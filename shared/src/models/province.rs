//! Thai province reference table
//!
//! Codes follow ISO 3166-2:TH. Provinces are bulk-inserted by the seeder and
//! referenced by forecasts as nearby areas.

use serde::Serialize;

/// Static province entry
#[derive(Debug, Clone, Copy, PartialEq, Eq, Serialize)]
#[serde(rename_all = "camelCase")]
pub struct ProvinceSeed {
    pub code: &'static str,
    pub name_th: &'static str,
    pub name_en: Option<&'static str>,
}

impl ProvinceSeed {
    pub const fn new(
        code: &'static str,
        name_th: &'static str,
        name_en: Option<&'static str>,
    ) -> Self {
        Self {
            code,
            name_th,
            name_en,
        }
    }
}

/// All provinces in seeding order
pub const PROVINCES: &[ProvinceSeed] = &[
    ProvinceSeed::new("TH-10", "กรุงเทพมหานคร", Some("Bangkok")),
    ProvinceSeed::new("TH-11", "สมุทรปราการ", Some("Samut Prakan")),
    ProvinceSeed::new("TH-12", "นนทบุรี", Some("Nonthaburi")),
    ProvinceSeed::new("TH-13", "ปทุมธานี", Some("Pathum Thani")),
    ProvinceSeed::new("TH-14", "พระนครศรีอยุธยา", Some("Phra Nakhon Si Ayutthaya")),
    ProvinceSeed::new("TH-15", "อ่างทอง", Some("Ang Thong")),
    ProvinceSeed::new("TH-16", "ลพบุรี", Some("Lopburi")),
    ProvinceSeed::new("TH-17", "สิงห์บุรี", Some("Sing Buri")),
    ProvinceSeed::new("TH-18", "ชัยนาท", Some("Chai Nat")),
    ProvinceSeed::new("TH-19", "สระบุรี", Some("Saraburi")),
    ProvinceSeed::new("TH-20", "ชลบุรี", Some("Chon Buri")),
    ProvinceSeed::new("TH-21", "ระยอง", Some("Rayong")),
    ProvinceSeed::new("TH-22", "จันทบุรี", Some("Chanthaburi")),
    ProvinceSeed::new("TH-23", "ตราด", Some("Trat")),
    ProvinceSeed::new("TH-24", "ฉะเชิงเทรา", Some("Chachoengsao")),
    ProvinceSeed::new("TH-25", "ปราจีนบุรี", Some("Prachin Buri")),
    ProvinceSeed::new("TH-26", "นครนายก", Some("Nakhon Nayok")),
    ProvinceSeed::new("TH-27", "สระแก้ว", Some("Sa Kaeo")),
    ProvinceSeed::new("TH-30", "นครราชสีมา", Some("Nakhon Ratchasima")),
    ProvinceSeed::new("TH-31", "บุรีรัมย์", Some("Buri Ram")),
    ProvinceSeed::new("TH-32", "สุรินทร์", Some("Surin")),
    ProvinceSeed::new("TH-33", "ศรีสะเกษ", Some("Si Sa Ket")),
    ProvinceSeed::new("TH-34", "อุบลราชธานี", Some("Ubon Ratchathani")),
    ProvinceSeed::new("TH-35", "ยโสธร", Some("Yasothon")),
    ProvinceSeed::new("TH-36", "ชัยภูมิ", Some("Chaiyaphum")),
    ProvinceSeed::new("TH-37", "อำนาจเจริญ", Some("Amnat Charoen")),
    ProvinceSeed::new("TH-38", "บึงกาฬ", Some("Bueng Kan")),
    ProvinceSeed::new("TH-39", "หนองบัวลำภู", Some("Nong Bua Lam Phu")),
    ProvinceSeed::new("TH-40", "ขอนแก่น", Some("Khon Kaen")),
    ProvinceSeed::new("TH-41", "อุดรธานี", Some("Udon Thani")),
    ProvinceSeed::new("TH-42", "เลย", Some("Loei")),
    ProvinceSeed::new("TH-43", "หนองคาย", Some("Nong Khai")),
    ProvinceSeed::new("TH-44", "มหาสารคาม", Some("Maha Sarakham")),
    ProvinceSeed::new("TH-45", "ร้อยเอ็ด", Some("Roi Et")),
    ProvinceSeed::new("TH-46", "กาฬสินธุ์", Some("Kalasin")),
    ProvinceSeed::new("TH-47", "สกลนคร", Some("Sakon Nakhon")),
    ProvinceSeed::new("TH-48", "นครพนม", Some("Nakhon Phanom")),
    ProvinceSeed::new("TH-49", "มุกดาหาร", Some("Mukdahan")),
    ProvinceSeed::new("TH-50", "เชียงใหม่", Some("Chiang Mai")),
    ProvinceSeed::new("TH-51", "ลำพูน", Some("Lamphun")),
    ProvinceSeed::new("TH-52", "ลำปาง", Some("Lampang")),
    ProvinceSeed::new("TH-53", "อุตรดิตถ์", Some("Uttaradit")),
    ProvinceSeed::new("TH-54", "แพร่", Some("Phrae")),
    ProvinceSeed::new("TH-55", "น่าน", Some("Nan")),
    ProvinceSeed::new("TH-56", "พะเยา", Some("Phayao")),
    ProvinceSeed::new("TH-57", "เชียงราย", Some("Chiang Rai")),
    ProvinceSeed::new("TH-58", "แม่ฮ่องสอน", Some("Mae Hong Son")),
    ProvinceSeed::new("TH-60", "นครสวรรค์", Some("Nakhon Sawan")),
    ProvinceSeed::new("TH-61", "อุทัยธานี", Some("Uthai Thani")),
    ProvinceSeed::new("TH-62", "กำแพงเพชร", Some("Kamphaeng Phet")),
    ProvinceSeed::new("TH-63", "ตาก", Some("Tak")),
    ProvinceSeed::new("TH-64", "สุโขทัย", Some("Sukhothai")),
    ProvinceSeed::new("TH-65", "พิษณุโลก", Some("Phitsanulok")),
    ProvinceSeed::new("TH-66", "พิจิตร", Some("Phichit")),
    ProvinceSeed::new("TH-67", "เพชรบูรณ์", Some("Phetchabun")),
    ProvinceSeed::new("TH-70", "ราชบุรี", Some("Ratchaburi")),
    ProvinceSeed::new("TH-71", "กาญจนบุรี", Some("Kanchanaburi")),
    ProvinceSeed::new("TH-72", "สุพรรณบุรี", Some("Suphan Buri")),
    ProvinceSeed::new("TH-73", "นครปฐม", Some("Nakhon Pathom")),
    ProvinceSeed::new("TH-74", "สมุทรสาคร", Some("Samut Sakhon")),
    ProvinceSeed::new("TH-75", "สมุทรสงคราม", Some("Samut Songkhram")),
    ProvinceSeed::new("TH-76", "เพชรบุรี", Some("Phetchaburi")),
    ProvinceSeed::new("TH-77", "ประจวบคีรีขันธ์", Some("Prachuap Khiri Khan")),
    ProvinceSeed::new("TH-80", "นครศรีธรรมราช", Some("Nakhon Si Thammarat")),
    ProvinceSeed::new("TH-81", "กระบี่", Some("Krabi")),
    ProvinceSeed::new("TH-82", "พังงา", Some("Phang Nga")),
    ProvinceSeed::new("TH-83", "ภูเก็ต", Some("Phuket")),
    ProvinceSeed::new("TH-84", "สุราษฎร์ธานี", Some("Surat Thani")),
    ProvinceSeed::new("TH-85", "ระนอง", Some("Ranong")),
    ProvinceSeed::new("TH-86", "ชุมพร", Some("Chumphon")),
    ProvinceSeed::new("TH-90", "สงขลา", Some("Songkhla")),
    ProvinceSeed::new("TH-91", "สตูล", Some("Satun")),
    ProvinceSeed::new("TH-92", "ตรัง", Some("Trang")),
    ProvinceSeed::new("TH-93", "พัทลุง", Some("Phatthalung")),
    ProvinceSeed::new("TH-94", "ปัตตานี", Some("Pattani")),
    ProvinceSeed::new("TH-95", "ยะลา", Some("Yala")),
    ProvinceSeed::new("TH-96", "นราธิวาส", Some("Narathiwat")),
];

/// Look up a province by its code
pub fn province_by_code(code: &str) -> Option<&'static ProvinceSeed> {
    PROVINCES.iter().find(|p| p.code == code)
}

#[cfg(test)]
mod tests {
    use super::*;
    use std::collections::HashSet;

    #[test]
    fn test_province_count() {
        assert_eq!(PROVINCES.len(), 77);
    }

    #[test]
    fn test_codes_unique() {
        let codes: HashSet<_> = PROVINCES.iter().map(|p| p.code).collect();
        assert_eq!(codes.len(), PROVINCES.len());
    }

    #[test]
    fn test_lookup() {
        let bkk = province_by_code("TH-10").unwrap();
        assert_eq!(bkk.name_th, "กรุงเทพมหานคร");
        assert_eq!(bkk.name_en, Some("Bangkok"));
        assert!(province_by_code("TH-99").is_none());
    }
}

Work instruction:
In the material above, find each line containing the word "Samut" and copy it.

Task response:
    ProvinceSeed::new("TH-11", "สมุทรปราการ", Some("Samut Prakan")),
    ProvinceSeed::new("TH-74", "สมุทรสาคร", Some("Samut Sakhon")),
    ProvinceSeed::new("TH-75", "สมุทรสงคราม", Some("Samut Songkhram")),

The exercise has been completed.